I am, at best, a cynical optimist. I'd love to see the best from everybody, but constantly suspect the worst. This is redoubled for the corporate world; I paid attention to the accounts of corporate robber barons and the way they treated their workers in West Virginia a century ago.

While such excesses still exist, they are comparatively rare. Now, control is exercised through more subtle methods and structural institutions (You *do* want that new TV, don't you? Better work hard...)

Add to this the simple fact that healthcare was an accident for me. Or rather, another person's accident at Basic training that opened up another position besides combat engineer when I suddenly had to reclass. I had no calling - whether through caring or monetary greed - into the profession I've found myself in.

This leads me to suspect (and fear) two things: That upper management is attempting to regain control over its workers, and that it is using emotional appeals to do so.

I am actually down with the whole "spirit of caring" thing, or the commitment to co-workers, or any of a dozen initiatives to motivate workers or change their behaviors. But I believe in these programs in the same way I believe in Pauline marriages.

St. Paul has gotten a bit of a bum rap as a misogynist. Truth is, the folks who usually talk about Paul should bear that label.
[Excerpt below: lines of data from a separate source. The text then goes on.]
//! Integration tests for Notifier
//!
//! Tests listener snapshots, disposal, and reentrancy.

use std::cell::{Cell, RefCell};
use std::rc::Rc;

use vigil_foundation::{FieldKey, ObjectId};
use vigil_notify::{Disposable, Notifier, NotifierKey};

fn notifier() -> Notifier {
    Notifier::new(NotifierKey::field(ObjectId::new(1, 1), "name"))
}

fn counter() -> (Rc<Cell<u32>>, impl Fn(&NotifierKey) + 'static) {
    let count = Rc::new(Cell::new(0));
    let c = Rc::clone(&count);
    (count, move |_: &NotifierKey| c.set(c.get() + 1))
}

// =============================================================================
// Firing
// =============================================================================

#[test]
fn fire_invokes_every_listener() {
    let n = notifier();
    let (a, la) = counter();
    let (b, lb) = counter();
    let _da = n.on_change(la);
    let _db = n.on_change(lb);

    n.fire();
    n.fire();
    assert_eq!((a.get(), b.get()), (2, 2));
    assert_eq!(n.fire_count(), 2);
    assert_eq!(n.listener_count(), 2);
}

#[test]
fn listeners_receive_the_key() {
    let n = notifier();
    let seen = Rc::new(RefCell::new(None));
    let s = Rc::clone(&seen);
    let _d = n.on_change(move |key| *s.borrow_mut() = Some(key.clone()));
    n.fire();
    let key = seen.borrow().clone().unwrap();
    assert_eq!(key.field, Some(FieldKey::name("name")));
}

#[test]
fn listeners_added_during_fire_wait_for_next_fire() {
    let n = notifier();
    let late = Rc::new(Cell::new(0));
    let held: Rc<RefCell<Vec<Disposable>>> = Rc::new(RefCell::new(Vec::new()));

    let (n2, late2, held2) = (n.clone(), Rc::clone(&late), Rc::clone(&held));
    let _d = n.on_change(move |_| {
        let l = Rc::clone(&late2);
        held2
            .borrow_mut()
            .push(n2.on_change(move |_| l.set(l.get() + 1)));
    });

    n.fire();
    assert_eq!(late.get(), 0);
    n.fire();
    assert_eq!(late.get(), 1);
}

#[test]
fn listener_refiring_its_notifier_does_not_loop() {
    let n = notifier();
    let depth = Rc::new(Cell::new(0));
    let (n2, d2) = (n.clone(), Rc::clone(&depth));
    let _d = n.on_change(move |_| {
        d2.set(d2.get() + 1);
        if d2.get() < 3 {
            n2.fire();
        }
    });
    n.fire();
    assert_eq!(depth.get(), 3);
}

// =============================================================================
// Disposal
// =============================================================================

#[test]
fn disposing_a_listener_is_idempotent() {
    let n = notifier();
    let (count, listener) = counter();
    let d = n.on_change(listener);
    d.dispose();
    d.dispose();
    assert!(d.is_disposed());
    n.fire();
    assert_eq!(count.get(), 0);
    assert_eq!(n.listener_count(), 0);
}

#[test]
fn disposing_the_notifier_clears_listeners() {
    let n = notifier();
    let (count, listener) = counter();
    let d = n.on_change(listener);
    n.dispose();
    n.dispose();
    assert!(n.is_disposed());
    n.fire();
    assert_eq!(count.get(), 0);
    d.dispose();
}

#[test]
fn listener_disposed_mid_fire_is_skipped() {
    let n = notifier();
    let (count, listener) = counter();
    let victim: Rc<RefCell<Option<Disposable>>> = Rc::new(RefCell::new(None));
    let v = Rc::clone(&victim);
    let _killer = n.on_change(move |_| {
        if let Some(d) = v.borrow().as_ref() {
            d.dispose();
        }
    });
    *victim.borrow_mut() = Some(n.on_change(listener));

    n.fire();
    assert_eq!(count.get(), 0);
}

#[test]
fn clones_share_state() {
    let n = notifier();
    let m = n.clone();
    assert!(n.ptr_eq(&m));
    let (count, listener) = counter();
    let _d = m.on_change(listener);
    n.fire();
    assert_eq!(count.get(), 1);
}
//! Integration tests for the marking registry

use vigil_observable::{Class, Value, get_marked, is_marked, mark, transform};

fn names(value: &impl vigil_observable::Markable) -> Vec<String> {
    get_marked(value).iter().map(ToString::to_string).collect()
}

#[test]
fn inheritance_accumulates_marks() {
    let basic = Class::builder("ClassBasic").observable("name", "").build();
    let basic1 = Class::builder("ClassBasic1")
        .extends(&basic)
        .observable("name1", "")
        .build();
    let basic2 = Class::builder("ClassBasic2")
        .extends(&basic1)
        .observable("name2", "")
        .build();

    let instance = basic2.instantiate();
    let marked = names(&instance);
    assert_eq!(marked.len(), 3);
    assert_eq!(marked, vec!["name", "name1", "name2"]);
}

#[test]
fn redeclaring_without_marking_adds_no_duplicate() {
    let basic = Class::builder("ClassBasic").observable("name", "").build();
    let basic1 = Class::builder("ClassBasic1")
        .extends(&basic)
        .observable("name1", "")
        .build();
    let basic2 = Class::builder("ClassBasic2")
        .extends(&basic1)
        .observable("name2", "")
        .field("name1", "override")
        .build();

    let instance = basic2.instantiate();
    assert_eq!(names(&instance), vec!["name", "name1", "name2"]);
    assert_eq!(instance.field("name1"), Some(Value::from("override")));
}

#[test]
fn mark_after_definition() {
    let class = Class::builder("Late").field("title", "").build();
    let instance = Value::from(class.instantiate());
    assert!(!is_marked(&instance, None));
    assert!(!transform(&instance).is_tracked());

    mark(&class, "title");
    mark(&class, "title");
    assert!(is_marked(&instance, Some("title")));
    assert_eq!(names(&class), vec!["title"]);
    assert!(transform(&instance).is_tracked());
}

#[test]
fn wrappers_answer_marking_queries() {
    let class = Class::builder("Cell").observable("source", "").build();
    let view = transform(&Value::from(class.instantiate()));
    assert!(is_marked(&view, Some("source")));
    assert!(is_marked(view.as_tracked().unwrap(), Some("source")));
    assert!(!is_marked(&view, Some("missing")));
}
//! Configuration for the observation engine.

use std::cell::RefCell;

/// Tunables for notifier bookkeeping and reaction scheduling.
#[derive(Clone, Debug, PartialEq, Eq)]
pub struct ObserveConfig {
    /// Maximum number of rounds a scheduler flush may run before giving up.
    ///
    /// A round re-runs every pending reaction once; reactions that write to
    /// their own dependencies schedule another round.
    pub max_flush_rounds: usize,

    /// Number of notifier creations between registry sweeps of dead targets.
    pub sweep_interval: usize,

    /// Skip notification when a write stores a value identical to the old one.
    pub skip_unchanged_writes: bool,

    /// Suppress notifications for observable instance fields, both direct
    /// writes and changes relayed from the containers they hold.
    pub paused: bool,

    /// Make `Notifier::on_change` register deferred listeners, which run
    /// once per queue flush no matter how often their notifier fired.
    pub deferred_listeners: bool,
}

impl Default for ObserveConfig {
    fn default() -> Self {
        Self {
            max_flush_rounds: 100,
            sweep_interval: 1024,
            skip_unchanged_writes: true,
            paused: false,
            deferred_listeners: false,
        }
    }
}

thread_local! {
    static CURRENT: RefCell<ObserveConfig> = RefCell::new(ObserveConfig::default());
}

impl ObserveConfig {
    /// Creates a configuration for development: sweeps often so leaks of
    /// notifier entries show up early.
    #[must_use]
    pub fn development() -> Self {
        Self {
            sweep_interval: 64,
            ..Self::default()
        }
    }

    /// Creates a strict configuration: a low flush limit surfaces
    /// self-triggering reactions quickly.
    #[must_use]
    pub fn strict() -> Self {
        Self {
            max_flush_rounds: 8,
            sweep_interval: 64,
            ..Self::default()
        }
    }

    /// Builder method to set the flush round limit.
    #[must_use]
    pub fn with_max_flush_rounds(mut self, rounds: usize) -> Self {
        self.max_flush_rounds = rounds;
        self
    }

    /// Builder method to set the registry sweep interval.
    #[must_use]
    pub fn with_sweep_interval(mut self, interval: usize) -> Self {
        self.sweep_interval = interval.max(1);
        self
    }

    /// Builder method to enable/disable unchanged-write skipping.
    #[must_use]
    pub fn with_skip_unchanged_writes(mut self, skip: bool) -> Self {
        self.skip_unchanged_writes = skip;
        self
    }

    /// Builder method to pause instance field notifications.
    #[must_use]
    pub fn with_paused(mut self, paused: bool) -> Self {
        self.paused = paused;
        self
    }

    /// Builder method to choose deferred listeners for `on_change`.
    #[must_use]
    pub fn with_deferred_listeners(mut self, deferred: bool) -> Self {
        self.deferred_listeners = deferred;
        self
    }

    /// Installs this configuration for the current thread.
    pub fn install(self) {
        CURRENT.with(|c| *c.borrow_mut() = self);
    }

    /// Returns the configuration installed on the current thread.
    #[must_use]
    pub fn current() -> Self {
        CURRENT.with(|c| c.borrow().clone())
    }

    /// Runs `f` with this configuration installed, then restores the
    /// previous one (also on unwind).
    pub fn scope<R>(self, f: impl FnOnce() -> R) -> R {
        struct Restore(Option<ObserveConfig>);

        impl Drop for Restore {
            fn drop(&mut self) {
                if let Some(previous) = self.0.take() {
                    previous.install();
                }
            }
        }

        let _restore = Restore(Some(CURRENT.with(|c| c.replace(self))));
        f()
    }
}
Everyone quotes the part about wives being submissive to husbands, but forgets the next verse. In that verse, Paul exhorts men to be as Christ was towards His church - that is, sacrificing everything in its service. A true Pauline marriage is one where each partner is selfless in service of the other.

This is hard to do.

In one sense it's even harder in the corporate world. There is a lot of precedent that keeps the status quo going. But that formality provides the lack of attachment that permits change. The kind of mutual commitment that corporations are trendily demanding from employees can only happen between equals. It requires - demands! - a relatively flat structure. Demanding commitment and sacrifice from employees in an unequal relationship is not teamwork - it is extortion.

It will be interesting to see if my organization is finally realizing that, or if I will have to try to restrain myself from foaming at the mouth.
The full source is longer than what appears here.